What you will do: Write every line of the material out exactly as shown.
━━━━━ Data section
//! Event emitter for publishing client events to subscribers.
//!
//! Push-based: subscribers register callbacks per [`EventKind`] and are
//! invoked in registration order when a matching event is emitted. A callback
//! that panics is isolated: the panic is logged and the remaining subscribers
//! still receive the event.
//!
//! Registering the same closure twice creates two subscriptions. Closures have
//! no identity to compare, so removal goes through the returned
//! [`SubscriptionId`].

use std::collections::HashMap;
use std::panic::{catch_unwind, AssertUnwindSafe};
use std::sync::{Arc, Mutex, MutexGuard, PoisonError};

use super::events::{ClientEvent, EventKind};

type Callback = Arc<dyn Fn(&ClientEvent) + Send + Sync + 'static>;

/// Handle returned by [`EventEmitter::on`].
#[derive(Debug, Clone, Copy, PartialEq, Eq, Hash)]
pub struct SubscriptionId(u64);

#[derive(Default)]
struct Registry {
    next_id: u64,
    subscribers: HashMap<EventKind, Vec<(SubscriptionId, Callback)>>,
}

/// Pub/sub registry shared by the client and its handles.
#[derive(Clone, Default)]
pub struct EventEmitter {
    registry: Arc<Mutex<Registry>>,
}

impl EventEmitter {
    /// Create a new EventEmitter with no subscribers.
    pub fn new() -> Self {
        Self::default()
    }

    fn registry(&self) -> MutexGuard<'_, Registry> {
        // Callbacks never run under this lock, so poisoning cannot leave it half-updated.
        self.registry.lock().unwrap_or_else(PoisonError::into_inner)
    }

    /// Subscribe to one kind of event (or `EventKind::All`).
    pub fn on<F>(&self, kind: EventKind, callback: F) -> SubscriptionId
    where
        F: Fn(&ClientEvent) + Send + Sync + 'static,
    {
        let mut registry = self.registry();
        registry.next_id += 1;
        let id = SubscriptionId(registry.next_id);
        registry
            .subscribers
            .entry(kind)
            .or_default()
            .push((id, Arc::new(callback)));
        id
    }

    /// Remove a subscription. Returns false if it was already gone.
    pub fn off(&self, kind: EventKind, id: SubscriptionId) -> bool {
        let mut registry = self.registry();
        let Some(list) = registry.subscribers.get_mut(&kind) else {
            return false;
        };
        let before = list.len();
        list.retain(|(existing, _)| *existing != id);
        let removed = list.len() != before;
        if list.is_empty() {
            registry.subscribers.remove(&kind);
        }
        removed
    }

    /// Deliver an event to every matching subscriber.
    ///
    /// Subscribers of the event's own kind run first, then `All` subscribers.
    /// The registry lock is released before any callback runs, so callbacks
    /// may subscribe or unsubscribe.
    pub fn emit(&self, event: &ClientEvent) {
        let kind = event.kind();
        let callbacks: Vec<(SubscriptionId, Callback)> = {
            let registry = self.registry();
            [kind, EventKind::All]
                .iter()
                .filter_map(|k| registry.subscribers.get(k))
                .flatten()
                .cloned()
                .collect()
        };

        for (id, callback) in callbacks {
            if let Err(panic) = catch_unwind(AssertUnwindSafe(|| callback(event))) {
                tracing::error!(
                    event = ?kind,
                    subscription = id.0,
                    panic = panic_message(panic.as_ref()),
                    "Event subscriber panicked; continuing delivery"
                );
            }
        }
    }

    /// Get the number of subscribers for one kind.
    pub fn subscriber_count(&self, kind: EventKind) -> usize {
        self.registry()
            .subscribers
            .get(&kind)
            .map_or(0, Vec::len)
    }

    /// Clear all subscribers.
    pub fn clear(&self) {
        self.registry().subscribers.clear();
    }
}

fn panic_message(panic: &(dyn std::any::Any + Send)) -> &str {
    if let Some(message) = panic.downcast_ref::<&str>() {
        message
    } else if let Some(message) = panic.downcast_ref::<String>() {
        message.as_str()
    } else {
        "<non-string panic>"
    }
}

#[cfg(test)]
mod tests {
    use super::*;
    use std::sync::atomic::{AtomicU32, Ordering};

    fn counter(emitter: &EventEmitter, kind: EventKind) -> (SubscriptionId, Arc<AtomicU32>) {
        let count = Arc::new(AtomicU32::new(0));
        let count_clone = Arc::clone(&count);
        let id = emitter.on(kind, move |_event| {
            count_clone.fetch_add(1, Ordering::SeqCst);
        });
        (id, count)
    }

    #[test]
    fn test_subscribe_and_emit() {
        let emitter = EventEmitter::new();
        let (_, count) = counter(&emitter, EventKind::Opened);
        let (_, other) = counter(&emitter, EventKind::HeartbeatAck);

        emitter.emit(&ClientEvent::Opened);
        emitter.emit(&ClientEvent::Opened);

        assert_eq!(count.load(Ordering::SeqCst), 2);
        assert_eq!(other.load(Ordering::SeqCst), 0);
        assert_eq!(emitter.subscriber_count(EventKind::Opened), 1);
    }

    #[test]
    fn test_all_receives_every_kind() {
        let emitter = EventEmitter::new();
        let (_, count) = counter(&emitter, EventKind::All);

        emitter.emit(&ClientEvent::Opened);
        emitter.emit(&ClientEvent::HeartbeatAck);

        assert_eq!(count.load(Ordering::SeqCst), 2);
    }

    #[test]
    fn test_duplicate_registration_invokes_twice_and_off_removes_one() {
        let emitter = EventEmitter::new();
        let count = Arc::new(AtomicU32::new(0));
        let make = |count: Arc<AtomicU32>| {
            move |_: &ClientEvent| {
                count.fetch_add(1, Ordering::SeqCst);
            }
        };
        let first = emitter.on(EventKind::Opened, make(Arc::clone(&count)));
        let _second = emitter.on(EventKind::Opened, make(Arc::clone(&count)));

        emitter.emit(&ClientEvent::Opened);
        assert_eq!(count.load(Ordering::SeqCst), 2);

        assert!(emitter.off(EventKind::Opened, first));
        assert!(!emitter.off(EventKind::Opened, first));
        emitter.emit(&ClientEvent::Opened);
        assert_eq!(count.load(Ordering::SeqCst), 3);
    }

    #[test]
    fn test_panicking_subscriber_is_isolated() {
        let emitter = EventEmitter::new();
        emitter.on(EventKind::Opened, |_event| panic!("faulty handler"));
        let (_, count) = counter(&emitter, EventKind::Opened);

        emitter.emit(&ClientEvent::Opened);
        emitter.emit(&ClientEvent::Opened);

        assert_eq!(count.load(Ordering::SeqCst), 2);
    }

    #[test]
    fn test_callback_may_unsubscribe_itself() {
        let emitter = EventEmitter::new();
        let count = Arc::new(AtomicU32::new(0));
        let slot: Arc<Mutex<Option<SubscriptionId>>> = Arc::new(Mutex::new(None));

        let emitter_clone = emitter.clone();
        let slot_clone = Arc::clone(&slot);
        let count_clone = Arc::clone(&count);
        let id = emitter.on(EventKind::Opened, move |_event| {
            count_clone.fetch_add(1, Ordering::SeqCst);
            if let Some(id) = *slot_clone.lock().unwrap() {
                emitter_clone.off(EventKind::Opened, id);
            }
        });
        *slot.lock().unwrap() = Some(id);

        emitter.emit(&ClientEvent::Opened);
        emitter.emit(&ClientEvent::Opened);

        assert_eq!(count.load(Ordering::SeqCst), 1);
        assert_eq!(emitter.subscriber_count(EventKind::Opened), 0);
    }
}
━━━━━━━━━━
Exercise response:
//! Event emitter for publishing client events to subscribers.
//!
//! Push-based: subscribers register callbacks per [`EventKind`] and are
//! invoked in registration order when a matching event is emitted. A callback
//! that panics is isolated: the panic is logged and the remaining subscribers
//! still receive the event.
//!
//! Registering the same closure twice creates two subscriptions. Closures have
//! no identity to compare, so removal goes through the returned
//! [`SubscriptionId`].

use std::collections::HashMap;
use std::panic::{catch_unwind, AssertUnwindSafe};
use std::sync::{Arc, Mutex, MutexGuard, PoisonError};

use super::events::{ClientEvent, EventKind};

type Callback = Arc<dyn Fn(&ClientEvent) + Send + Sync + 'static>;

/// Handle returned by [`EventEmitter::on`].
#[derive(Debug, Clone, Copy, PartialEq, Eq, Hash)]
pub struct SubscriptionId(u64);

#[derive(Default)]
struct Registry {
    next_id: u64,
    subscribers: HashMap<EventKind, Vec<(SubscriptionId, Callback)>>,
}

/// Pub/sub registry shared by the client and its handles.
#[derive(Clone, Default)]
pub struct EventEmitter {
    registry: Arc<Mutex<Registry>>,
}

impl EventEmitter {
    /// Create a new EventEmitter with no subscribers.
    pub fn new() -> Self {
        Self::default()
    }

    fn registry(&self) -> MutexGuard<'_, Registry> {
        // Callbacks never run under this lock, so poisoning cannot leave it half-updated.
        self.registry.lock().unwrap_or_else(PoisonError::into_inner)
    }

    /// Subscribe to one kind of event (or `EventKind::All`).
    pub fn on<F>(&self, kind: EventKind, callback: F) -> SubscriptionId
    where
        F: Fn(&ClientEvent) + Send + Sync + 'static,
    {
        let mut registry = self.registry();
        registry.next_id += 1;
        let id = SubscriptionId(registry.next_id);
        registry
            .subscribers
            .entry(kind)
            .or_default()
            .push((id, Arc::new(callback)));
        id
    }

    /// Remove a subscription. Returns false if it was already gone.
    pub fn off(&self, kind: EventKind, id: SubscriptionId) -> bool {
        let mut registry = self.registry();
        let Some(list) = registry.subscribers.get_mut(&kind) else {
            return false;
        };
        let before = list.len();
        list.retain(|(existing, _)| *existing != id);
        let removed = list.len() != before;
        if list.is_empty() {
            registry.subscribers.remove(&kind);
        }
        removed
    }

    /// Deliver an event to every matching subscriber.
    ///
    /// Subscribers of the event's own kind run first, then `All` subscribers.
    /// The registry lock is released before any callback runs, so callbacks
    /// may subscribe or unsubscribe.
    pub fn emit(&self, event: &ClientEvent) {
        let kind = event.kind();
        let callbacks: Vec<(SubscriptionId, Callback)> = {
            let registry = self.registry();
            [kind, EventKind::All]
                .iter()
                .filter_map(|k| registry.subscribers.get(k))
                .flatten()
                .cloned()
                .collect()
        };

        for (id, callback) in callbacks {
            if let Err(panic) = catch_unwind(AssertUnwindSafe(|| callback(event))) {
                tracing::error!(
                    event = ?kind,
                    subscription = id.0,
                    panic = panic_message(panic.as_ref()),
                    "Event subscriber panicked; continuing delivery"
                );
            }
        }
    }

    /// Get the number of subscribers for one kind.
    pub fn subscriber_count(&self, kind: EventKind) -> usize {
        self.registry()
            .subscribers
            .get(&kind)
            .map_or(0, Vec::len)
    }

    /// Clear all subscribers.
    pub fn clear(&self) {
        self.registry().subscribers.clear();
    }
}

fn panic_message(panic: &(dyn std::any::Any + Send)) -> &str {
    if let Some(message) = panic.downcast_ref::<&str>() {
        message
    } else if let Some(message) = panic.downcast_ref::<String>() {
        message.as_str()
    } else {
        "<non-string panic>"
    }
}

#[cfg(test)]
mod tests {
    use super::*;
    use std::sync::atomic::{AtomicU32, Ordering};

    fn counter(emitter: &EventEmitter, kind: EventKind) -> (SubscriptionId, Arc<AtomicU32>) {
        let count = Arc::new(AtomicU32::new(0));
        let count_clone = Arc::clone(&count);
        let id = emitter.on(kind, move |_event| {
            count_clone.fetch_add(1, Ordering::SeqCst);
        });
        (id, count)
    }

    #[test]
    fn test_subscribe_and_emit() {
        let emitter = EventEmitter::new();
        let (_, count) = counter(&emitter, EventKind::Opened);
        let (_, other) = counter(&emitter, EventKind::HeartbeatAck);

        emitter.emit(&ClientEvent::Opened);
        emitter.emit(&ClientEvent::Opened);

        assert_eq!(count.load(Ordering::SeqCst), 2);
        assert_eq!(other.load(Ordering::SeqCst), 0);
        assert_eq!(emitter.subscriber_count(EventKind::Opened), 1);
    }

    #[test]
    fn test_all_receives_every_kind() {
        let emitter = EventEmitter::new();
        let (_, count) = counter(&emitter, EventKind::All);

        emitter.emit(&ClientEvent::Opened);
        emitter.emit(&ClientEvent::HeartbeatAck);

        assert_eq!(count.load(Ordering::SeqCst), 2);
    }

    #[test]
    fn test_duplicate_registration_invokes_twice_and_off_removes_one() {
        let emitter = EventEmitter::new();
        let count = Arc::new(AtomicU32::new(0));
        let make = |count: Arc<AtomicU32>| {
            move |_: &ClientEvent| {
                count.fetch_add(1, Ordering::SeqCst);
            }
        };
        let first = emitter.on(EventKind::Opened, make(Arc::clone(&count)));
        let _second = emitter.on(EventKind::Opened, make(Arc::clone(&count)));

        emitter.emit(&ClientEvent::Opened);
        assert_eq!(count.load(Ordering::SeqCst), 2);

        assert!(emitter.off(EventKind::Opened, first));
        assert!(!emitter.off(EventKind::Opened, first));
        emitter.emit(&ClientEvent::Opened);
        assert_eq!(count.load(Ordering::SeqCst), 3);
    }

    #[test]
    fn test_panicking_subscriber_is_isolated() {
        let emitter = EventEmitter::new();
        emitter.on(EventKind::Opened, |_event| panic!("faulty handler"));
        let (_, count) = counter(&emitter, EventKind::Opened);

        emitter.emit(&ClientEvent::Opened);
        emitter.emit(&ClientEvent::Opened);

        assert_eq!(count.load(Ordering::SeqCst), 2);
    }

    #[test]
    fn test_callback_may_unsubscribe_itself() {
        let emitter = EventEmitter::new();
        let count = Arc::new(AtomicU32::new(0));
        let slot: Arc<Mutex<Option<SubscriptionId>>> = Arc::new(Mutex::new(None));

        let emitter_clone = emitter.clone();
        let slot_clone = Arc::clone(&slot);
        let count_clone = Arc::clone(&count);
        let id = emitter.on(EventKind::Opened, move |_event| {
            count_clone.fetch_add(1, Ordering::SeqCst);
            if let Some(id) = *slot_clone.lock().unwrap() {
                emitter_clone.off(EventKind::Opened, id);
            }
        });
        *slot.lock().unwrap() = Some(id);

        emitter.emit(&ClientEvent::Opened);
        emitter.emit(&ClientEvent::Opened);

        assert_eq!(count.load(Ordering::SeqCst), 1);
        assert_eq!(emitter.subscriber_count(EventKind::Opened), 0);
    }
}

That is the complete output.